In the case of Levin v Levin (supra) the Supreme Court of Appeal dismissed an appeal against the decision of the South Gauteng High Court which found a will to be valid. Briefly the facts of the case were as follows:

On 3 March 1999 and 8 August 2001 (the 2001 will) respectively, the deceased executed two wills which were in a series of at least nineteen such documents said to have been made by her. The one dated 3 March 1999 dealt with the deceased's assets in Israel which the deceased bequeathed to, the first respondent, being one of her daughters (X) and X's children (the appellants). The 2001 will, related to her assets situated in South Africa and the deceased nominated X as executor (together with her accountant and the Standard Bank of South Africa Ltd) of her estate and granted X and the appellants further, substantial bequests. Under the disputed will, which was dated 4 August 2002, on the other hand, in addition to appointing a new executor, the deceased bequeathed her estate as follows – (a) 25 per cent to each of her children, (b) R50 000 to her doctor and (c) the remainder of her estate to be shared equally among her grandchildren. The purpose of this new will was to restore peace to her family as they would all share equally in the estate upon her death. The appellants brought an action in the court a quo which was then taken on appeal on the basis that the signature on the will was not that of the deceased.

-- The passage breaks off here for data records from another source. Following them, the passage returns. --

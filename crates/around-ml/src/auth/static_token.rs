//! Pre-minted bearer token.

use super::{AccessToken, TokenProvider};
use crate::error::{Error, Result};

/// Hands out the same token for every scope.
///
/// Useful for tokens minted outside the process, for example with
/// `gcloud auth print-access-token`.
#[derive(Debug, Clone)]
pub struct StaticTokenProvider {
    token: AccessToken,
}

impl StaticTokenProvider {
    /// Creates a provider for `token`.
    pub fn new(token: impl Into<String>) -> Self {
        Self {
            token: AccessToken::new(token),
        }
    }
}

#[async_trait::async_trait]
impl TokenProvider for StaticTokenProvider {
    async fn access_token(&self, _scope: &str) -> Result<AccessToken> {
        if self.token.secret().is_empty() {
            return Err(Error::auth("static access token is empty"));
        }

        Ok(self.token.clone())
    }
}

In order to determine the validity of the signature on the will the appellants relied on a reputable hand writing expert to give expert evidence. The expert examined the testatrix's signature on many documents including cheques, letters and the previous wills. In the first of two reports prepared by the expert on the authenticity of the testatrix's signature in the disputed will, he expressed the following view:

"If on 4 August 2002, the deceased's general health had markedly improved – compared with the state of her muscular control and eyesight, demonstrated in the signatures in the will written some twelve months earlier, it is my view, that she was, in all probability, the writer of the disputed signatures. If, however, it can be proved that her eyesight and muscular control had dramatically deteriorated during the intervening period between the penultimate and the questioned will, then there is in my view, a strong possibility that the disputed signatures are very good freehand, simulated forgeries."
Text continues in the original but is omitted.